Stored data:

******************************

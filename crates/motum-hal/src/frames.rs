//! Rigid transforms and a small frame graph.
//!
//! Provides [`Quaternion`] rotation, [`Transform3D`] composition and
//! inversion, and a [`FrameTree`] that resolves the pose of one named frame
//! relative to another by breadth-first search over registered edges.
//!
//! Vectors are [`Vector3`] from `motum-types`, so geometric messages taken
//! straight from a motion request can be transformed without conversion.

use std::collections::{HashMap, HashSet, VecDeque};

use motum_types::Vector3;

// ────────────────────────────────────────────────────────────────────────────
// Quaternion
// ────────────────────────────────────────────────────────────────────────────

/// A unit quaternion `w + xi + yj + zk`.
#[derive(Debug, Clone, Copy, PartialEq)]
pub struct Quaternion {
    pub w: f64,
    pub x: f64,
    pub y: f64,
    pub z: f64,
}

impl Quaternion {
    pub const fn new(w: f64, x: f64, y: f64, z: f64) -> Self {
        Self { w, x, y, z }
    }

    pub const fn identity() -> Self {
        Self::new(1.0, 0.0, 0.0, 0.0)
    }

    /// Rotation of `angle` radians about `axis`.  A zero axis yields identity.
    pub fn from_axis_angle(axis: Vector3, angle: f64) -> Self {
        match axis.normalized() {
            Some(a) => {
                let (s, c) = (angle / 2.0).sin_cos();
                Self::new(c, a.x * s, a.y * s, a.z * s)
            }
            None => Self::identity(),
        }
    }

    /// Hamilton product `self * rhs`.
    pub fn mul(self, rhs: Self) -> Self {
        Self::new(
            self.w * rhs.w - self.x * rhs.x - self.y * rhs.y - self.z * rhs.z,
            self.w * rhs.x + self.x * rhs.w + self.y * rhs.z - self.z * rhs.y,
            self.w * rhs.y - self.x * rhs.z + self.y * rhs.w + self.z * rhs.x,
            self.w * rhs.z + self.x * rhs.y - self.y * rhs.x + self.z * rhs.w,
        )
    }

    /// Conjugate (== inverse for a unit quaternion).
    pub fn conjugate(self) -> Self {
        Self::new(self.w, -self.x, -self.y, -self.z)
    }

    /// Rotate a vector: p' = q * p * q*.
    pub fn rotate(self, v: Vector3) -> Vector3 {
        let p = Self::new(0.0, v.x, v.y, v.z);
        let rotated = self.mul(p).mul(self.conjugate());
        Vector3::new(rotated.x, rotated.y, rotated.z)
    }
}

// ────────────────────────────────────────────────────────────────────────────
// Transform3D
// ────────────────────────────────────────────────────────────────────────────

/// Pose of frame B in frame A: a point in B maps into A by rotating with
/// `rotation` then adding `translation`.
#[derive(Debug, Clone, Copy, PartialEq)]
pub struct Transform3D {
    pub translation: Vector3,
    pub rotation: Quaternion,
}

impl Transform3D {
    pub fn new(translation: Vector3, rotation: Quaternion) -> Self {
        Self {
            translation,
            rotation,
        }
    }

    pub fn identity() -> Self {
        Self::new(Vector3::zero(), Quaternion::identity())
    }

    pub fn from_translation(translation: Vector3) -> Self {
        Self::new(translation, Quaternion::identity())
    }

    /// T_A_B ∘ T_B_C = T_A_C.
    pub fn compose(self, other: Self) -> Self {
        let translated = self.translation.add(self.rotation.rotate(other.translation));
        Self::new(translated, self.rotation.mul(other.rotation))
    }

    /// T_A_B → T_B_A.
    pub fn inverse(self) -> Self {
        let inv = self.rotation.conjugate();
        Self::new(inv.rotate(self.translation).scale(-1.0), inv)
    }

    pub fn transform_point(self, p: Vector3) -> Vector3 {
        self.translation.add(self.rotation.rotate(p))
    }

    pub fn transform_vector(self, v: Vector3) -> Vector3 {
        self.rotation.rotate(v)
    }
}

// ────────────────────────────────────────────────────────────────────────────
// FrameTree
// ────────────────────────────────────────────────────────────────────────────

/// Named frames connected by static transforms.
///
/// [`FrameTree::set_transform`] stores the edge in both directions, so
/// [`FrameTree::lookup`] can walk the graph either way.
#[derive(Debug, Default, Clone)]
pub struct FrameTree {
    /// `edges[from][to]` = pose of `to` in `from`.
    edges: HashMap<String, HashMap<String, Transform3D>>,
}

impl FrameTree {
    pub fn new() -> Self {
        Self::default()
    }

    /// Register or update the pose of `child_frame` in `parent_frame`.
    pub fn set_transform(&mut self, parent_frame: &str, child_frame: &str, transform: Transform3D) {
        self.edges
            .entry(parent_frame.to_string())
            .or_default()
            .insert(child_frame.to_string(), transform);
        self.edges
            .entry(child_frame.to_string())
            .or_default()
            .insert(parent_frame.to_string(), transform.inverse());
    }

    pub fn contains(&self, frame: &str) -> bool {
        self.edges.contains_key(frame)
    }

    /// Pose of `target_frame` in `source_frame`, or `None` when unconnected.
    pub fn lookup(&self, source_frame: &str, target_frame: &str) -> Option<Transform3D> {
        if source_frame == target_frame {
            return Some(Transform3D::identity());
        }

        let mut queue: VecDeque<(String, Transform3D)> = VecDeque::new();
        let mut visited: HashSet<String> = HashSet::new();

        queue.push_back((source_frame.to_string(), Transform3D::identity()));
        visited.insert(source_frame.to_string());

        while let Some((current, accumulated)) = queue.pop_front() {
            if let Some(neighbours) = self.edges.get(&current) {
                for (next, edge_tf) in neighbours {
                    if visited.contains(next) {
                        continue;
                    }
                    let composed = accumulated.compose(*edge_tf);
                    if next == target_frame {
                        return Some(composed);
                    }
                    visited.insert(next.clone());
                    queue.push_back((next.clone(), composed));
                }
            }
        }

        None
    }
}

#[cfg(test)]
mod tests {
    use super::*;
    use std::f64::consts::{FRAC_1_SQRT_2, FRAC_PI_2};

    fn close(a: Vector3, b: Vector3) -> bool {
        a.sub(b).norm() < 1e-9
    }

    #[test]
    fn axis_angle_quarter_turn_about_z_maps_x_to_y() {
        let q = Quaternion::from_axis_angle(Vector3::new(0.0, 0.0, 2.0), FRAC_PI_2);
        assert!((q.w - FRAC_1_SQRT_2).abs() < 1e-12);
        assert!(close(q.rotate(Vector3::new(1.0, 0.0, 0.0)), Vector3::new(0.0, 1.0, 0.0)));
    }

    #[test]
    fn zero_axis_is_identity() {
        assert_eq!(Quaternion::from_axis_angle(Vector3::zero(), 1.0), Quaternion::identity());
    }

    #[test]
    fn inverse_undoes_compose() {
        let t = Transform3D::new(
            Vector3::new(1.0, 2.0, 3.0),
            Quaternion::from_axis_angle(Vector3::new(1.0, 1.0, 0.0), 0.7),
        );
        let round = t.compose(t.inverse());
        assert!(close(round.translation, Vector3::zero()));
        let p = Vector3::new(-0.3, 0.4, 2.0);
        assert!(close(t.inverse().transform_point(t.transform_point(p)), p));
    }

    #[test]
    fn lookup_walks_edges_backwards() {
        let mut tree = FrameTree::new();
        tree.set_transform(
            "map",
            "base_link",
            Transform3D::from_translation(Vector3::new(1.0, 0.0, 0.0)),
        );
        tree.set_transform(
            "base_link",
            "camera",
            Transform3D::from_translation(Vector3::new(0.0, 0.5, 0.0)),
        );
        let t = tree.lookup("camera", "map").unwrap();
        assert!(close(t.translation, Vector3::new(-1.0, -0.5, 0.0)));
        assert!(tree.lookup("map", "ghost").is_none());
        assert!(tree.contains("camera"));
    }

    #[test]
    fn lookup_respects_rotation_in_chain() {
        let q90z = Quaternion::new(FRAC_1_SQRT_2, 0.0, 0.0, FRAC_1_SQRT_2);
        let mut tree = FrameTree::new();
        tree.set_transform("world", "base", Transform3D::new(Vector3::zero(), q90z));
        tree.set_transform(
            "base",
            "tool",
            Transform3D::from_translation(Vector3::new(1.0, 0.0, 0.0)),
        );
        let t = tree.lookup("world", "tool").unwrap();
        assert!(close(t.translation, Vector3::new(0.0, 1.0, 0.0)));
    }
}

******************************

*Aim of the exercise*
Quote in full each line from the top of the records above through the line with "one named frame"; stop after that line.

*Written reply*
filename crates/motum-hal/src/frames.rs
//! Rigid transforms and a small frame graph.
//!
//! Provides [`Quaternion`] rotation, [`Transform3D`] composition and
//! inversion, and a [`FrameTree`] that resolves the pose of one named frame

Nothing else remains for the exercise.